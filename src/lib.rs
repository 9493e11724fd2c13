// Copyright (c) 2025 tubequeue contributors
// Licensed under the MIT License. See LICENSE file for details.

//! tubequeue - download job lifecycle engine
//!
//! Queue first, download when a slot opens.
//!
//! tubequeue supervises externally-executed download jobs (one worker
//! process per job, `yt-dlp` by default) behind an HTTP + WebSocket API.
//! Submissions are admitted FIFO under an adjustable concurrency ceiling;
//! admitted jobs can be paused, resumed, and cancelled, and every status
//! change is pushed live to registered observers.
//!
//! # Core Modules
//!
//! - [`jobs`] - Job lifecycle engine: registry, admission queue, process
//!   supervision, status channels, and the coordinator tying them together
//! - [`resolve`] - Source metadata resolution (`yt-dlp -J`)
//! - [`thumbs`] - Thumbnail probe and download proxy
//! - [`server`] - HTTP + WebSocket API surface
//! - [`config`] - Runtime settings
//! - [`error`] - Engine error taxonomy and its HTTP mapping

pub mod config;
pub mod error;
pub mod jobs;
pub mod resolve;
pub mod server;
pub mod thumbs;

// Re-export the engine's core types
pub use error::CoreError;
pub use jobs::{Coordinator, Job, JobId, JobSnapshot, JobStatus, SubmitRequest};
pub use server::Server;
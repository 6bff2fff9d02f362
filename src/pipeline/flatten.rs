//! Raw listing pages to per-city tables.

use std::collections::{BTreeMap, HashSet};
use std::path::{Path, PathBuf};
use std::sync::OnceLock;

use anyhow::{Context, Result};
use regex::Regex;
use serde_json::Value;
use tracing::{debug, info, warn};

use crate::models::{ListingRecord, WorkItem};
use crate::storage::{ensure_directory, list_files, write_listings};

fn number_pattern() -> &'static Regex {
    static PATTERN: OnceLock<Regex> = OnceLock::new();
    PATTERN.get_or_init(|| Regex::new(r"-?\d+(\.\d+)?").expect("numeric pattern is valid"))
}

/// First number embedded in a decorated string such as `"85 m²"` or `"5+"`
pub fn first_number(text: &str) -> Option<&str> {
    number_pattern().find(text).map(|m| m.as_str())
}

/// Surface in square metres; `.` is a thousands separator (`"1.234 m²"` is 1234)
pub fn parse_surface(text: &str) -> Option<i64> {
    first_number(text)?.replace('.', "").parse().ok()
}

/// Room count; the integer part of the first number (`"5+"` is 5)
pub fn parse_rooms(text: &str) -> Option<i64> {
    let number = first_number(text)?;
    number.split('.').next()?.parse().ok()
}

fn text_at(listing: &Value, pointer: &str) -> Option<String> {
    match listing.pointer(pointer)? {
        Value::String(s) if s.trim().is_empty() => None,
        Value::String(s) => Some(s.clone()),
        Value::Number(n) => Some(n.to_string()),
        _ => None,
    }
}

fn decorated_number(
    listing: &Value,
    pointer: &str,
    field: &str,
    parse: fn(&str) -> Option<i64>,
) -> Option<i64> {
    let text = text_at(listing, pointer)?;
    let value = parse(&text);
    if value.is_none() {
        warn!("No number in {} '{}'", field, text);
    }
    value
}

/// Project one entry of a page's `results` array onto a flat record.
///
/// Missing keys at any depth yield `None` for that field.
pub fn parse_listing(listing: &Value) -> ListingRecord {
    const PROPS: &str = "/realEstate/properties/0";

    let id = listing.pointer("/realEstate/id").and_then(|id| match id {
        Value::Number(n) => n.as_u64(),
        Value::String(s) => s.parse().ok(),
        _ => None,
    });
    let price = listing
        .pointer("/realEstate/price/value")
        .and_then(Value::as_f64);
    let surface = decorated_number(listing, &format!("{PROPS}/surface"), "surface", parse_surface);
    let rooms = decorated_number(listing, &format!("{PROPS}/rooms"), "rooms", parse_rooms);

    let price_per_sqm = match (price, surface) {
        (Some(price), Some(surface)) if price != 0.0 && surface != 0 => Some(price / surface as f64),
        _ => None,
    };

    ListingRecord {
        id,
        city: text_at(listing, &format!("{PROPS}/location/city")),
        macrozone: text_at(listing, &format!("{PROPS}/location/macrozone")),
        neighbourhood: text_at(listing, &format!("{PROPS}/location/microzone")),
        price,
        price_per_sqm,
        surface,
        rooms,
        floor: text_at(listing, &format!("{PROPS}/floor/abbreviation")),
        property_type: text_at(listing, &format!("{PROPS}/typology/name")),
    }
}

/// Flatten a raw listings response body
pub fn flatten_page(body: &str) -> Result<Vec<ListingRecord>> {
    let page: Value = serde_json::from_str(body).context("Listings page is not JSON")?;
    let records = page
        .get("results")
        .and_then(Value::as_array)
        .map(|results| results.iter().map(parse_listing).collect())
        .unwrap_or_default();
    Ok(records)
}

pub fn flatten_file(path: &Path) -> Result<Vec<ListingRecord>> {
    let body = std::fs::read_to_string(path)
        .with_context(|| format!("Failed to read {}", path.display()))?;
    flatten_page(&body).with_context(|| format!("Could not parse {}", path.display()))
}

/// Group stored pages by the city prefix of their file names
pub fn group_by_city(files: Vec<PathBuf>) -> BTreeMap<String, Vec<PathBuf>> {
    let mut groups: BTreeMap<String, Vec<PathBuf>> = BTreeMap::new();
    for path in files {
        let item = path
            .file_stem()
            .and_then(|stem| stem.to_str())
            .and_then(WorkItem::from_file_stem);
        match item {
            Some(item) => groups.entry(item.key.city_prefix()).or_default().push(path),
            None => debug!("Ignoring {}", path.display()),
        }
    }
    groups
}

/// Keep rows with both required metrics, dropping repeated listing ids
pub fn clean_city_rows(records: Vec<ListingRecord>) -> Vec<ListingRecord> {
    let mut seen = HashSet::new();
    records
        .into_iter()
        .filter(ListingRecord::has_required_metrics)
        .filter(|record| record.id.map_or(true, |id| seen.insert(id)))
        .collect()
}

/// Rows gathered for every city, before cleaning
pub fn flatten_cities(json_dir: &Path) -> Result<BTreeMap<String, Vec<ListingRecord>>> {
    let groups = group_by_city(list_files(json_dir, "json")?);

    let mut cities = BTreeMap::new();
    for (city, files) in groups {
        let mut records = Vec::new();
        for path in &files {
            match flatten_file(path) {
                Ok(rows) => records.extend(rows),
                Err(e) => warn!("{:#}", e),
            }
        }
        cities.insert(city, records);
    }
    Ok(cities)
}

/// Write one cleaned table per city into `csv_dir`, returning the paths written.
///
/// Tables left in `csv_dir` by an earlier pass are removed first, so a city with
/// no complete listings this time has no table at all.
pub fn compile_city_tables(json_dir: &Path, csv_dir: &Path) -> Result<Vec<PathBuf>> {
    ensure_directory(csv_dir)?;
    for stale in list_files(csv_dir, "csv")? {
        std::fs::remove_file(&stale)
            .with_context(|| format!("Failed to remove {}", stale.display()))?;
    }

    let cities = flatten_cities(json_dir)?;
    info!("Compiling city tables for {} cities", cities.len());

    let mut written = Vec::new();
    for (city, records) in cities {
        let total = records.len();
        let rows = clean_city_rows(records);
        if rows.is_empty() {
            warn!("{}: none of {} listings have price and surface", city, total);
            continue;
        }

        let path = csv_dir.join(format!("{}.csv", city));
        write_listings(&path, &rows)?;
        debug!("{}: kept {}/{} listings", city, rows.len(), total);
        written.push(path);
    }

    info!("💾 Wrote {} city tables to {}", written.len(), csv_dir.display());
    Ok(written)
}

----------------

**What this task involves:**
Each line shown above needs to be transcribed exactly.

**Solution to this problem:**
filename src/lib.rs
repository 9493e11724fd2c13
// Copyright (c) 2025 tubequeue contributors
// Licensed under the MIT License. See LICENSE file for details.

//! tubequeue - download job lifecycle engine
//!
//! Queue first, download when a slot opens.
//!
//! tubequeue supervises externally-executed download jobs (one worker
//! process per job, `yt-dlp` by default) behind an HTTP + WebSocket API.
//! Submissions are admitted FIFO under an adjustable concurrency ceiling;
//! admitted jobs can be paused, resumed, and cancelled, and every status
//! change is pushed live to registered observers.
//!
//! # Core Modules
//!
//! - [`jobs`] - Job lifecycle engine: registry, admission queue, process
//!   supervision, status channels, and the coordinator tying them together
//! - [`resolve`] - Source metadata resolution (`yt-dlp -J`)
//! - [`thumbs`] - Thumbnail probe and download proxy
//! - [`server`] - HTTP + WebSocket API surface
//! - [`config`] - Runtime settings
//! - [`error`] - Engine error taxonomy and its HTTP mapping

pub mod config;
pub mod error;
pub mod jobs;
pub mod resolve;
pub mod server;
pub mod thumbs;

// Re-export the engine's core types
pub use error::CoreError;
pub use jobs::{Coordinator, Job, JobId, JobSnapshot, JobStatus, SubmitRequest};
pub use server::Server;
repository 6bff2fff9d02f362
filename src/pipeline/flatten.rs
//! Raw listing pages to per-city tables.

use std::collections::{BTreeMap, HashSet};
use std::path::{Path, PathBuf};
use std::sync::OnceLock;

use anyhow::{Context, Result};
use regex::Regex;
use serde_json::Value;
use tracing::{debug, info, warn};

use crate::models::{ListingRecord, WorkItem};
use crate::storage::{ensure_directory, list_files, write_listings};

fn number_pattern() -> &'static Regex {
    static PATTERN: OnceLock<Regex> = OnceLock::new();
    PATTERN.get_or_init(|| Regex::new(r"-?\d+(\.\d+)?").expect("numeric pattern is valid"))
}

/// First number embedded in a decorated string such as `"85 m²"` or `"5+"`
pub fn first_number(text: &str) -> Option<&str> {
    number_pattern().find(text).map(|m| m.as_str())
}

/// Surface in square metres; `.` is a thousands separator (`"1.234 m²"` is 1234)
pub fn parse_surface(text: &str) -> Option<i64> {
    first_number(text)?.replace('.', "").parse().ok()
}

/// Room count; the integer part of the first number (`"5+"` is 5)
pub fn parse_rooms(text: &str) -> Option<i64> {
    let number = first_number(text)?;
    number.split('.').next()?.parse().ok()
}

fn text_at(listing: &Value, pointer: &str) -> Option<String> {
    match listing.pointer(pointer)? {
        Value::String(s) if s.trim().is_empty() => None,
        Value::String(s) => Some(s.clone()),
        Value::Number(n) => Some(n.to_string()),
        _ => None,
    }
}

fn decorated_number(
    listing: &Value,
    pointer: &str,
    field: &str,
    parse: fn(&str) -> Option<i64>,
) -> Option<i64> {
    let text = text_at(listing, pointer)?;
    let value = parse(&text);
    if value.is_none() {
        warn!("No number in {} '{}'", field, text);
    }
    value
}

/// Project one entry of a page's `results` array onto a flat record.
///
/// Missing keys at any depth yield `None` for that field.
pub fn parse_listing(listing: &Value) -> ListingRecord {
    const PROPS: &str = "/realEstate/properties/0";

    let id = listing.pointer("/realEstate/id").and_then(|id| match id {
        Value::Number(n) => n.as_u64(),
        Value::String(s) => s.parse().ok(),
        _ => None,
    });
    let price = listing
        .pointer("/realEstate/price/value")
        .and_then(Value::as_f64);
    let surface = decorated_number(listing, &format!("{PROPS}/surface"), "surface", parse_surface);
    let rooms = decorated_number(listing, &format!("{PROPS}/rooms"), "rooms", parse_rooms);

    let price_per_sqm = match (price, surface) {
        (Some(price), Some(surface)) if price != 0.0 && surface != 0 => Some(price / surface as f64),
        _ => None,
    };

    ListingRecord {
        id,
        city: text_at(listing, &format!("{PROPS}/location/city")),
        macrozone: text_at(listing, &format!("{PROPS}/location/macrozone")),
        neighbourhood: text_at(listing, &format!("{PROPS}/location/microzone")),
        price,
        price_per_sqm,
        surface,
        rooms,
        floor: text_at(listing, &format!("{PROPS}/floor/abbreviation")),
        property_type: text_at(listing, &format!("{PROPS}/typology/name")),
    }
}

/// Flatten a raw listings response body
pub fn flatten_page(body: &str) -> Result<Vec<ListingRecord>> {
    let page: Value = serde_json::from_str(body).context("Listings page is not JSON")?;
    let records = page
        .get("results")
        .and_then(Value::as_array)
        .map(|results| results.iter().map(parse_listing).collect())
        .unwrap_or_default();
    Ok(records)
}

pub fn flatten_file(path: &Path) -> Result<Vec<ListingRecord>> {
    let body = std::fs::read_to_string(path)
        .with_context(|| format!("Failed to read {}", path.display()))?;
    flatten_page(&body).with_context(|| format!("Could not parse {}", path.display()))
}

/// Group stored pages by the city prefix of their file names
pub fn group_by_city(files: Vec<PathBuf>) -> BTreeMap<String, Vec<PathBuf>> {
    let mut groups: BTreeMap<String, Vec<PathBuf>> = BTreeMap::new();
    for path in files {
        let item = path
            .file_stem()
            .and_then(|stem| stem.to_str())
            .and_then(WorkItem::from_file_stem);
        match item {
            Some(item) => groups.entry(item.key.city_prefix()).or_default().push(path),
            None => debug!("Ignoring {}", path.display()),
        }
    }
    groups
}

/// Keep rows with both required metrics, dropping repeated listing ids
pub fn clean_city_rows(records: Vec<ListingRecord>) -> Vec<ListingRecord> {
    let mut seen = HashSet::new();
    records
        .into_iter()
        .filter(ListingRecord::has_required_metrics)
        .filter(|record| record.id.map_or(true, |id| seen.insert(id)))
        .collect()
}

/// Rows gathered for every city, before cleaning
pub fn flatten_cities(json_dir: &Path) -> Result<BTreeMap<String, Vec<ListingRecord>>> {
    let groups = group_by_city(list_files(json_dir, "json")?);

    let mut cities = BTreeMap::new();
    for (city, files) in groups {
        let mut records = Vec::new();
        for path in &files {
            match flatten_file(path) {
                Ok(rows) => records.extend(rows),
                Err(e) => warn!("{:#}", e),
            }
        }
        cities.insert(city, records);
    }
    Ok(cities)
}

/// Write one cleaned table per city into `csv_dir`, returning the paths written.
///
/// Tables left in `csv_dir` by an earlier pass are removed first, so a city with
/// no complete listings this time has no table at all.
pub fn compile_city_tables(json_dir: &Path, csv_dir: &Path) -> Result<Vec<PathBuf>> {
    ensure_directory(csv_dir)?;
    for stale in list_files(csv_dir, "csv")? {
        std::fs::remove_file(&stale)
            .with_context(|| format!("Failed to remove {}", stale.display()))?;
    }

    let cities = flatten_cities(json_dir)?;
    info!("Compiling city tables for {} cities", cities.len());

    let mut written = Vec::new();
    for (city, records) in cities {
        let total = records.len();
        let rows = clean_city_rows(records);
        if rows.is_empty() {
            warn!("{}: none of {} listings have price and surface", city, total);
            continue;
        }

        let path = csv_dir.join(format!("{}.csv", city));
        write_listings(&path, &rows)?;
        debug!("{}: kept {}/{} listings", city, rows.len(), total);
        written.push(path);
    }

    info!("💾 Wrote {} city tables to {}", written.len(), csv_dir.display());
    Ok(written)
}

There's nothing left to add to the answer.